Goal of the exercise:
The word to look for is "invalid". Report every line of the entries below that has it.

Data excerpts:
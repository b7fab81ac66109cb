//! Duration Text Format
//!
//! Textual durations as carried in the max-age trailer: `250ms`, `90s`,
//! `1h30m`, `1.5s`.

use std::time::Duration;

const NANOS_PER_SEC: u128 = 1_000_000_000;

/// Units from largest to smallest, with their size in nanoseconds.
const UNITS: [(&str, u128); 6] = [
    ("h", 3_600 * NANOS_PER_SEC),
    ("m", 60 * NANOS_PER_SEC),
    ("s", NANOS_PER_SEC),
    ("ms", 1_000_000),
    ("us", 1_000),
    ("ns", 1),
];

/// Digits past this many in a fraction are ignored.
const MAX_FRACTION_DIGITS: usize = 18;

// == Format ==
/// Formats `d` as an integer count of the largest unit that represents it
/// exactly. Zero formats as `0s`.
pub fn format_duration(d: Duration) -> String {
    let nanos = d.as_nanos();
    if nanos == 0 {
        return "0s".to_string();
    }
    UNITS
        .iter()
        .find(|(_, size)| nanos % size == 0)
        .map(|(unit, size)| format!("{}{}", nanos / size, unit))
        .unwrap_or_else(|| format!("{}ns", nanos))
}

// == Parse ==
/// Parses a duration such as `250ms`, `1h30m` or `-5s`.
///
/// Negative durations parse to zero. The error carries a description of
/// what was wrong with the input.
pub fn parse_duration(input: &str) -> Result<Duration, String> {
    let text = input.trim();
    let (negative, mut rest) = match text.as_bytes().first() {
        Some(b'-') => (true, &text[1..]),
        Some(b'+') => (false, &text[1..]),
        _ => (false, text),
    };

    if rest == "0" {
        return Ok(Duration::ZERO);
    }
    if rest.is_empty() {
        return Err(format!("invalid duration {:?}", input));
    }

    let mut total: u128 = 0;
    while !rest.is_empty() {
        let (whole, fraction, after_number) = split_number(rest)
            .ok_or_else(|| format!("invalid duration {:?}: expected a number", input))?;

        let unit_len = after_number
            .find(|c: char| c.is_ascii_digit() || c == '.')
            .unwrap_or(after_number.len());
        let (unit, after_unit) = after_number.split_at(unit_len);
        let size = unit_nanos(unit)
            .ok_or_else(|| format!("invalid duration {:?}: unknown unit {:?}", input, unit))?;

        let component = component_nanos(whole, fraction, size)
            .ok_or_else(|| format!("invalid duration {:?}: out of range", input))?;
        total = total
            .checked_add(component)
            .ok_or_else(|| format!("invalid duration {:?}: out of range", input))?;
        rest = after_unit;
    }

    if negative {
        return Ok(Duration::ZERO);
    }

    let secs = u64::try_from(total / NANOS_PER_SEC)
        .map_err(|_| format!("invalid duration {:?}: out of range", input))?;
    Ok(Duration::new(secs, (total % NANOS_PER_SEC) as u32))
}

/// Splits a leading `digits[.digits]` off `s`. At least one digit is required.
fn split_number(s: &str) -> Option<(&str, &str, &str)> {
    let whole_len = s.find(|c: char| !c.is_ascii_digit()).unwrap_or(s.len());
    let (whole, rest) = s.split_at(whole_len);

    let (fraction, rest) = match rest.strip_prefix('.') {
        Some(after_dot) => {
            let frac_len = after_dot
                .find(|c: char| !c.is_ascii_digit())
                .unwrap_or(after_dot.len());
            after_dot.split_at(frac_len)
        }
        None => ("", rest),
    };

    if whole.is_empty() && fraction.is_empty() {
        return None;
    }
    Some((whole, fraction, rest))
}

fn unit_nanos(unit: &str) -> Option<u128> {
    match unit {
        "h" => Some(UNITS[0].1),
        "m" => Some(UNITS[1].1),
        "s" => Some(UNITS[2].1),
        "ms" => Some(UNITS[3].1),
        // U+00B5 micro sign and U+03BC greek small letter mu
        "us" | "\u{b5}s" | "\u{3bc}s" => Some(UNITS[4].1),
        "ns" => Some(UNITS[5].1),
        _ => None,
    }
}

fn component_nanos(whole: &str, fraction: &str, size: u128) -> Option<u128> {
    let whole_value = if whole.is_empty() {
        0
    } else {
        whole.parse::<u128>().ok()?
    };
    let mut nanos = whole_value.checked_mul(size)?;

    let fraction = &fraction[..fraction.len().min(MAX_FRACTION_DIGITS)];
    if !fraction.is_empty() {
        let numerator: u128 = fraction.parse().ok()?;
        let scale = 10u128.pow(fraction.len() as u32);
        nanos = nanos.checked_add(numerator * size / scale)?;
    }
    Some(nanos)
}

Exercise solution:
        return Err(format!("invalid duration {:?}", input));
            .ok_or_else(|| format!("invalid duration {:?}: expected a number", input))?;
            .ok_or_else(|| format!("invalid duration {:?}: unknown unit {:?}", input, unit))?;
            .ok_or_else(|| format!("invalid duration {:?}: out of range", input))?;
            .ok_or_else(|| format!("invalid duration {:?}: out of range", input))?;
        .map_err(|_| format!("invalid duration {:?}: out of range", input))?;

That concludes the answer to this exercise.